PROBLEM TO SOLVE: Copy the records below in full, changing no character.

RECORDS SHOWN:
....
impl super::Client<'_> {
	pub async fn network_interfaces_list(&self, resource_group_name: &str) -> anyhow::Result<Vec<NetworkInterface>> {
		self.logger.report_operation("azure/network/network_interface", (resource_group_name, "*"), <log2::ScopedObjectOperation<'_>>::List, async {
			let uri = self.network_uri(resource_group_name, format_args!("networkInterfaces"))?;
			self.list(uri).await
		}).await
	}

	pub async fn network_interface_create_or_update(
		&self,
		resource_group_name: &str,
		network_interface: &NetworkInterface,
	) -> anyhow::Result<NetworkInterface> {
		let name = &*network_interface.name;
		self.logger.report_operation(
			"azure/network/network_interface",
			(resource_group_name, name),
			log2::ScopedObjectOperation::Create { value: format_args!("{} IP configurations", network_interface.properties.ip_configurations.len()) },
			async {
				super::validate_name("network interface name", name)?;
				let uri = self.network_uri(resource_group_name, format_args!("networkInterfaces/{}", Segment(name)))?;
				let res = self.complete(http_common::Method::PUT, uri, Some(super::json_body(network_interface)?)).await?;
				res.json()
			},
		).await
	}

	pub async fn public_ip_addresses_list(&self, resource_group_name: &str) -> anyhow::Result<Vec<PublicIpAddress>> {
		self.logger.report_operation("azure/network/public_ip_address", (resource_group_name, "*"), <log2::ScopedObjectOperation<'_>>::List, async {
			let uri = self.network_uri(resource_group_name, format_args!("publicIPAddresses"))?;
			self.list(uri).await
		}).await
	}

	pub async fn load_balancers_list(&self, resource_group_name: &str) -> anyhow::Result<Vec<LoadBalancer>> {
		self.logger.report_operation("azure/network/load_balancer", (resource_group_name, "*"), <log2::ScopedObjectOperation<'_>>::List, async {
			let uri = self.network_uri(resource_group_name, format_args!("loadBalancers"))?;
			self.list(uri).await
		}).await
	}

	pub async fn load_balancer_get(&self, resource_group_name: &str, load_balancer_name: &str) -> anyhow::Result<LoadBalancer> {
		self.logger.report_operation("azure/network/load_balancer", (resource_group_name, load_balancer_name), <log2::ScopedObjectOperation<'_>>::Get, async {
			super::validate_name("load balancer name", load_balancer_name)?;
			let uri = self.network_uri(resource_group_name, format_args!("loadBalancers/{}", Segment(load_balancer_name)))?;
			self.get(uri).await
		}).await
	}

	pub async fn load_balancer_create_or_update(&self, resource_group_name: &str, load_balancer: &LoadBalancer) -> anyhow::Result<LoadBalancer> {
		let name = &*load_balancer.name;
		self.logger.report_operation(
			"azure/network/load_balancer",
			(resource_group_name, name),
			log2::ScopedObjectOperation::Create { value: format_args!("{} inbound NAT rules", load_balancer.properties.inbound_nat_rules.len()) },
			async {
				super::validate_name("load balancer name", name)?;
				let uri = self.network_uri(resource_group_name, format_args!("loadBalancers/{}", Segment(name)))?;
				let res = self.complete(http_common::Method::PUT, uri, Some(super::json_body(load_balancer)?)).await?;
				res.json()
			},
		).await
	}

	pub async fn network_security_groups_list(&self, resource_group_name: &str) -> anyhow::Result<Vec<NetworkSecurityGroup>> {
		self.logger.report_operation("azure/network/network_security_group", (resource_group_name, "*"), <log2::ScopedObjectOperation<'_>>::List, async {
			let uri = self.network_uri(resource_group_name, format_args!("networkSecurityGroups"))?;
			self.list(uri).await
		}).await
	}

	pub async fn security_rule_get(
		&self,
		resource_group_name: &str,
		network_security_group_name: &str,
		security_rule_name: &str,
	) -> anyhow::Result<SecurityRule> {
		self.logger.report_operation(
			"azure/network/security_rule",
			(resource_group_name, network_security_group_name, security_rule_name),
			<log2::ScopedObjectOperation<'_>>::Get,
			async {
				let uri = self.security_rule_uri(resource_group_name, network_security_group_name, security_rule_name)?;
				self.get(uri).await
			},
		).await
	}

	pub async fn security_rule_create_or_update(
		&self,
		resource_group_name: &str,
		network_security_group_name: &str,
		security_rule_name: &str,
		security_rule: &SecurityRule,
	) -> anyhow::Result<SecurityRule> {
		self.logger.report_operation(
			"azure/network/security_rule",
			(resource_group_name, network_security_group_name, security_rule_name),
			log2::ScopedObjectOperation::Create { value: format_args!("priority {}", security_rule.properties.priority) },
			async {
				let uri = self.security_rule_uri(resource_group_name, network_security_group_name, security_rule_name)?;
				let res = self.complete(http_common::Method::PUT, uri, Some(super::json_body(security_rule)?)).await?;
				res.json()
			},
		).await
	}

	fn network_uri(&self, resource_group_name: &str, resource: std::fmt::Arguments<'_>) -> anyhow::Result<http_common::Uri> {
		super::validate_resource_group_name(resource_group_name)?;

		self.make_uri(
			format_args!("/resourceGroups/{}/providers/Microsoft.Network/{resource}", Segment(resource_group_name)),
			&[],
			API_VERSION,
		)
	}

	fn security_rule_uri(
		&self,
		resource_group_name: &str,
		network_security_group_name: &str,
		security_rule_name: &str,
	) -> anyhow::Result<http_common::Uri> {
		super::validate_name("network security group name", network_security_group_name)?;
		super::validate_name("security rule name", security_rule_name)?;

		self.network_uri(
			resource_group_name,
			format_args!("networkSecurityGroups/{}/securityRules/{}", Segment(network_security_group_name), Segment(security_rule_name)),
		)
	}
}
....
ANSWER FOR THE TASK:
impl super::Client<'_> {
	pub async fn network_interfaces_list(&self, resource_group_name: &str) -> anyhow::Result<Vec<NetworkInterface>> {
		self.logger.report_operation("azure/network/network_interface", (resource_group_name, "*"), <log2::ScopedObjectOperation<'_>>::List, async {
			let uri = self.network_uri(resource_group_name, format_args!("networkInterfaces"))?;
			self.list(uri).await
		}).await
	}

	pub async fn network_interface_create_or_update(
		&self,
		resource_group_name: &str,
		network_interface: &NetworkInterface,
	) -> anyhow::Result<NetworkInterface> {
		let name = &*network_interface.name;
		self.logger.report_operation(
			"azure/network/network_interface",
			(resource_group_name, name),
			log2::ScopedObjectOperation::Create { value: format_args!("{} IP configurations", network_interface.properties.ip_configurations.len()) },
			async {
				super::validate_name("network interface name", name)?;
				let uri = self.network_uri(resource_group_name, format_args!("networkInterfaces/{}", Segment(name)))?;
				let res = self.complete(http_common::Method::PUT, uri, Some(super::json_body(network_interface)?)).await?;
				res.json()
			},
		).await
	}

	pub async fn public_ip_addresses_list(&self, resource_group_name: &str) -> anyhow::Result<Vec<PublicIpAddress>> {
		self.logger.report_operation("azure/network/public_ip_address", (resource_group_name, "*"), <log2::ScopedObjectOperation<'_>>::List, async {
			let uri = self.network_uri(resource_group_name, format_args!("publicIPAddresses"))?;
			self.list(uri).await
		}).await
	}

	pub async fn load_balancers_list(&self, resource_group_name: &str) -> anyhow::Result<Vec<LoadBalancer>> {
		self.logger.report_operation("azure/network/load_balancer", (resource_group_name, "*"), <log2::ScopedObjectOperation<'_>>::List, async {
			let uri = self.network_uri(resource_group_name, format_args!("loadBalancers"))?;
			self.list(uri).await
		}).await
	}

	pub async fn load_balancer_get(&self, resource_group_name: &str, load_balancer_name: &str) -> anyhow::Result<LoadBalancer> {
		self.logger.report_operation("azure/network/load_balancer", (resource_group_name, load_balancer_name), <log2::ScopedObjectOperation<'_>>::Get, async {
			super::validate_name("load balancer name", load_balancer_name)?;
			let uri = self.network_uri(resource_group_name, format_args!("loadBalancers/{}", Segment(load_balancer_name)))?;
			self.get(uri).await
		}).await
	}

	pub async fn load_balancer_create_or_update(&self, resource_group_name: &str, load_balancer: &LoadBalancer) -> anyhow::Result<LoadBalancer> {
		let name = &*load_balancer.name;
		self.logger.report_operation(
			"azure/network/load_balancer",
			(resource_group_name, name),
			log2::ScopedObjectOperation::Create { value: format_args!("{} inbound NAT rules", load_balancer.properties.inbound_nat_rules.len()) },
			async {
				super::validate_name("load balancer name", name)?;
				let uri = self.network_uri(resource_group_name, format_args!("loadBalancers/{}", Segment(name)))?;
				let res = self.complete(http_common::Method::PUT, uri, Some(super::json_body(load_balancer)?)).await?;
				res.json()
			},
		).await
	}

	pub async fn network_security_groups_list(&self, resource_group_name: &str) -> anyhow::Result<Vec<NetworkSecurityGroup>> {
		self.logger.report_operation("azure/network/network_security_group", (resource_group_name, "*"), <log2::ScopedObjectOperation<'_>>::List, async {
			let uri = self.network_uri(resource_group_name, format_args!("networkSecurityGroups"))?;
			self.list(uri).await
		}).await
	}

	pub async fn security_rule_get(
		&self,
		resource_group_name: &str,
		network_security_group_name: &str,
		security_rule_name: &str,
	) -> anyhow::Result<SecurityRule> {
		self.logger.report_operation(
			"azure/network/security_rule",
			(resource_group_name, network_security_group_name, security_rule_name),
			<log2::ScopedObjectOperation<'_>>::Get,
			async {
				let uri = self.security_rule_uri(resource_group_name, network_security_group_name, security_rule_name)?;
				self.get(uri).await
			},
		).await
	}

	pub async fn security_rule_create_or_update(
		&self,
		resource_group_name: &str,
		network_security_group_name: &str,
		security_rule_name: &str,
		security_rule: &SecurityRule,
	) -> anyhow::Result<SecurityRule> {
		self.logger.report_operation(
			"azure/network/security_rule",
			(resource_group_name, network_security_group_name, security_rule_name),
			log2::ScopedObjectOperation::Create { value: format_args!("priority {}", security_rule.properties.priority) },
			async {
				let uri = self.security_rule_uri(resource_group_name, network_security_group_name, security_rule_name)?;
				let res = self.complete(http_common::Method::PUT, uri, Some(super::json_body(security_rule)?)).await?;
				res.json()
			},
		).await
	}

	fn network_uri(&self, resource_group_name: &str, resource: std::fmt::Arguments<'_>) -> anyhow::Result<http_common::Uri> {
		super::validate_resource_group_name(resource_group_name)?;

		self.make_uri(
			format_args!("/resourceGroups/{}/providers/Microsoft.Network/{resource}", Segment(resource_group_name)),
			&[],
			API_VERSION,
		)
	}

	fn security_rule_uri(
		&self,
		resource_group_name: &str,
		network_security_group_name: &str,
		security_rule_name: &str,
	) -> anyhow::Result<http_common::Uri> {
		super::validate_name("network security group name", network_security_group_name)?;
		super::validate_name("security rule name", security_rule_name)?;

		self.network_uri(
			resource_group_name,
			format_args!("networkSecurityGroups/{}/securityRules/{}", Segment(network_security_group_name), Segment(security_rule_name)),
		)
	}
}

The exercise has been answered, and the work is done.